//! Shared helpers for pipeline integration tests

#![allow(dead_code)]

use std::collections::{BTreeMap, HashSet};
use std::path::{Path, PathBuf};
use std::sync::atomic::{AtomicUsize, Ordering};
use std::sync::{Arc, Mutex};

use async_trait::async_trait;
use serde_json::{Value, json};
use tokio::io::{AsyncReadExt, AsyncWriteExt};
use tokio::net::TcpListener;

use ibge_etl_core::load::{
    Connector, DatabaseCredentials, DatabaseSettings, LoadError, LoadTarget, MunicipalityRecord,
    TableSchema,
};

/// Serve `body` with `status` to every request on a local port, returning the URL
pub async fn serve(status: u16, body: impl Into<String>) -> String {
    let body = body.into();
    let listener = TcpListener::bind("127.0.0.1:0")
        .await
        .expect("Failed to bind test server");
    let addr = listener.local_addr().expect("No local address");

    tokio::spawn(async move {
        loop {
            let Ok((mut socket, _)) = listener.accept().await else {
                break;
            };
            let mut request = vec![0u8; 8192];
            let _ = socket.read(&mut request).await;

            let response = format!(
                "HTTP/1.1 {status} Test\r\n\
                 Content-Type: application/json; charset=utf-8\r\n\
                 Content-Length: {}\r\n\
                 Connection: close\r\n\r\n{body}",
                body.len()
            );
            let _ = socket.write_all(response.as_bytes()).await;
            let _ = socket.shutdown().await;
        }
    });

    format!("http://{addr}/api/v1/localidades/municipios")
}

/// One API record with the full nested hierarchy
pub fn municipality(id: Value, nome: &str, uf_id: i64, sigla: &str, uf_nome: &str) -> Value {
    json!({
        "id": id,
        "nome": nome,
        "microrregiao": {
            "id": 100,
            "nome": "Micro",
            "mesorregiao": {
                "id": 10,
                "nome": "Meso",
                "UF": {
                    "id": uf_id,
                    "sigla": sigla,
                    "nome": uf_nome,
                    "regiao": {"id": 2, "sigla": "NE", "nome": "Nordeste"}
                }
            }
        },
        "regiao-imediata": {"id": 200, "nome": "Imediata"}
    })
}

/// Write a reference file into `dir`
pub fn write_reference(dir: &Path, rows: &[(i64, &str)]) -> PathBuf {
    let path = dir.join("regioes_enriquecimento.csv");
    let mut text = String::from("codigo_uf,nome_regiao\n");
    for (code, region) in rows {
        text.push_str(&format!("{code},{region}\n"));
    }
    std::fs::write(&path, text).expect("Failed to write reference file");
    path
}

/// Complete credentials for the in-memory database
pub fn credentials() -> DatabaseSettings {
    DatabaseSettings {
        user: Some("etl".into()),
        password: Some("secret".into()),
        host: Some("db.test".into()),
        database: Some("ibge".into()),
        port: None,
    }
}

/// A table stored by [`MemoryDatabase`]
#[derive(Debug, Default, Clone)]
pub struct StoredTable {
    pub create_sql: String,
    pub rows: Vec<MunicipalityRecord>,
    pub primary_key: Option<String>,
}

/// In-memory destination that enforces primary-key uniqueness
#[derive(Debug, Default)]
pub struct MemoryDatabase {
    pub tables: BTreeMap<String, StoredTable>,
}

/// Connector counting its connection attempts
#[derive(Default, Clone)]
pub struct MemoryConnector {
    pub connects: Arc<AtomicUsize>,
    pub database: Arc<Mutex<MemoryDatabase>>,
}

impl MemoryConnector {
    pub fn connect_count(&self) -> usize {
        self.connects.load(Ordering::SeqCst)
    }

    pub fn table(&self, name: &str) -> Option<StoredTable> {
        self.database.lock().unwrap().tables.get(name).cloned()
    }
}

#[async_trait]
impl Connector for MemoryConnector {
    type Target = MemoryTarget;

    async fn connect(&self, _credentials: &DatabaseCredentials) -> Result<MemoryTarget, LoadError> {
        self.connects.fetch_add(1, Ordering::SeqCst);
        Ok(MemoryTarget {
            database: Arc::clone(&self.database),
        })
    }
}

pub struct MemoryTarget {
    database: Arc<Mutex<MemoryDatabase>>,
}

#[async_trait]
impl LoadTarget for MemoryTarget {
    async fn replace_table(&mut self, schema: &TableSchema) -> Result<(), LoadError> {
        let mut db = self.database.lock().unwrap();
        db.tables.insert(
            schema.table.clone(),
            StoredTable {
                create_sql: schema.create_sql(),
                ..Default::default()
            },
        );
        Ok(())
    }

    async fn insert_rows(
        &mut self,
        schema: &TableSchema,
        rows: &[MunicipalityRecord],
    ) -> Result<u64, LoadError> {
        let mut db = self.database.lock().unwrap();
        let table = db
            .tables
            .get_mut(&schema.table)
            .ok_or_else(|| LoadError::Insert {
                table: schema.table.clone(),
                inserted: 0,
                message: "relation does not exist".into(),
            })?;
        table.rows.extend_from_slice(rows);
        Ok(rows.len() as u64)
    }

    async fn add_primary_key(&mut self, schema: &TableSchema) -> Result<(), LoadError> {
        let mut db = self.database.lock().unwrap();
        let Some(table) = db.tables.get_mut(&schema.table) else {
            return Err(LoadError::Constraint {
                table: schema.table.clone(),
                column: schema.primary_key.to_string(),
                message: "relation does not exist".into(),
            });
        };

        let mut seen = HashSet::new();
        for row in &table.rows {
            let Some(id) = row.id_municipio else {
                return Err(LoadError::Constraint {
                    table: schema.table.clone(),
                    column: schema.primary_key.to_string(),
                    message: "column contains null values".into(),
                });
            };
            if !seen.insert(id) {
                return Err(LoadError::Constraint {
                    table: schema.table.clone(),
                    column: schema.primary_key.to_string(),
                    message: format!("could not create unique index: key ({id}) is duplicated"),
                });
            }
        }

        table.primary_key = Some(schema.primary_key.to_string());
        Ok(())
    }
}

:::

▸ **EXERCISE**
Repeat the full set of records exactly.

▸ **OUTPUT OF THE TASK**
//! Shared helpers for pipeline integration tests

#![allow(dead_code)]

use std::collections::{BTreeMap, HashSet};
use std::path::{Path, PathBuf};
use std::sync::atomic::{AtomicUsize, Ordering};
use std::sync::{Arc, Mutex};

use async_trait::async_trait;
use serde_json::{Value, json};
use tokio::io::{AsyncReadExt, AsyncWriteExt};
use tokio::net::TcpListener;

use ibge_etl_core::load::{
    Connector, DatabaseCredentials, DatabaseSettings, LoadError, LoadTarget, MunicipalityRecord,
    TableSchema,
};

/// Serve `body` with `status` to every request on a local port, returning the URL
pub async fn serve(status: u16, body: impl Into<String>) -> String {
    let body = body.into();
    let listener = TcpListener::bind("127.0.0.1:0")
        .await
        .expect("Failed to bind test server");
    let addr = listener.local_addr().expect("No local address");

    tokio::spawn(async move {
        loop {
            let Ok((mut socket, _)) = listener.accept().await else {
                break;
            };
            let mut request = vec![0u8; 8192];
            let _ = socket.read(&mut request).await;

            let response = format!(
                "HTTP/1.1 {status} Test\r\n\
                 Content-Type: application/json; charset=utf-8\r\n\
                 Content-Length: {}\r\n\
                 Connection: close\r\n\r\n{body}",
                body.len()
            );
            let _ = socket.write_all(response.as_bytes()).await;
            let _ = socket.shutdown().await;
        }
    });

    format!("http://{addr}/api/v1/localidades/municipios")
}

/// One API record with the full nested hierarchy
pub fn municipality(id: Value, nome: &str, uf_id: i64, sigla: &str, uf_nome: &str) -> Value {
    json!({
        "id": id,
        "nome": nome,
        "microrregiao": {
            "id": 100,
            "nome": "Micro",
            "mesorregiao": {
                "id": 10,
                "nome": "Meso",
                "UF": {
                    "id": uf_id,
                    "sigla": sigla,
                    "nome": uf_nome,
                    "regiao": {"id": 2, "sigla": "NE", "nome": "Nordeste"}
                }
            }
        },
        "regiao-imediata": {"id": 200, "nome": "Imediata"}
    })
}

/// Write a reference file into `dir`
pub fn write_reference(dir: &Path, rows: &[(i64, &str)]) -> PathBuf {
    let path = dir.join("regioes_enriquecimento.csv");
    let mut text = String::from("codigo_uf,nome_regiao\n");
    for (code, region) in rows {
        text.push_str(&format!("{code},{region}\n"));
    }
    std::fs::write(&path, text).expect("Failed to write reference file");
    path
}

/// Complete credentials for the in-memory database
pub fn credentials() -> DatabaseSettings {
    DatabaseSettings {
        user: Some("etl".into()),
        password: Some("secret".into()),
        host: Some("db.test".into()),
        database: Some("ibge".into()),
        port: None,
    }
}

/// A table stored by [`MemoryDatabase`]
#[derive(Debug, Default, Clone)]
pub struct StoredTable {
    pub create_sql: String,
    pub rows: Vec<MunicipalityRecord>,
    pub primary_key: Option<String>,
}

/// In-memory destination that enforces primary-key uniqueness
#[derive(Debug, Default)]
pub struct MemoryDatabase {
    pub tables: BTreeMap<String, StoredTable>,
}

/// Connector counting its connection attempts
#[derive(Default, Clone)]
pub struct MemoryConnector {
    pub connects: Arc<AtomicUsize>,
    pub database: Arc<Mutex<MemoryDatabase>>,
}

impl MemoryConnector {
    pub fn connect_count(&self) -> usize {
        self.connects.load(Ordering::SeqCst)
    }

    pub fn table(&self, name: &str) -> Option<StoredTable> {
        self.database.lock().unwrap().tables.get(name).cloned()
    }
}

#[async_trait]
impl Connector for MemoryConnector {
    type Target = MemoryTarget;

    async fn connect(&self, _credentials: &DatabaseCredentials) -> Result<MemoryTarget, LoadError> {
        self.connects.fetch_add(1, Ordering::SeqCst);
        Ok(MemoryTarget {
            database: Arc::clone(&self.database),
        })
    }
}

pub struct MemoryTarget {
    database: Arc<Mutex<MemoryDatabase>>,
}

#[async_trait]
impl LoadTarget for MemoryTarget {
    async fn replace_table(&mut self, schema: &TableSchema) -> Result<(), LoadError> {
        let mut db = self.database.lock().unwrap();
        db.tables.insert(
            schema.table.clone(),
            StoredTable {
                create_sql: schema.create_sql(),
                ..Default::default()
            },
        );
        Ok(())
    }

    async fn insert_rows(
        &mut self,
        schema: &TableSchema,
        rows: &[MunicipalityRecord],
    ) -> Result<u64, LoadError> {
        let mut db = self.database.lock().unwrap();
        let table = db
            .tables
            .get_mut(&schema.table)
            .ok_or_else(|| LoadError::Insert {
                table: schema.table.clone(),
                inserted: 0,
                message: "relation does not exist".into(),
            })?;
        table.rows.extend_from_slice(rows);
        Ok(rows.len() as u64)
    }

    async fn add_primary_key(&mut self, schema: &TableSchema) -> Result<(), LoadError> {
        let mut db = self.database.lock().unwrap();
        let Some(table) = db.tables.get_mut(&schema.table) else {
            return Err(LoadError::Constraint {
                table: schema.table.clone(),
                column: schema.primary_key.to_string(),
                message: "relation does not exist".into(),
            });
        };

        let mut seen = HashSet::new();
        for row in &table.rows {
            let Some(id) = row.id_municipio else {
                return Err(LoadError::Constraint {
                    table: schema.table.clone(),
                    column: schema.primary_key.to_string(),
                    message: "column contains null values".into(),
                });
            };
            if !seen.insert(id) {
                return Err(LoadError::Constraint {
                    table: schema.table.clone(),
                    column: schema.primary_key.to_string(),
                    message: format!("could not create unique index: key ({id}) is duplicated"),
                });
            }
        }

        table.primary_key = Some(schema.primary_key.to_string());
        Ok(())
    }
}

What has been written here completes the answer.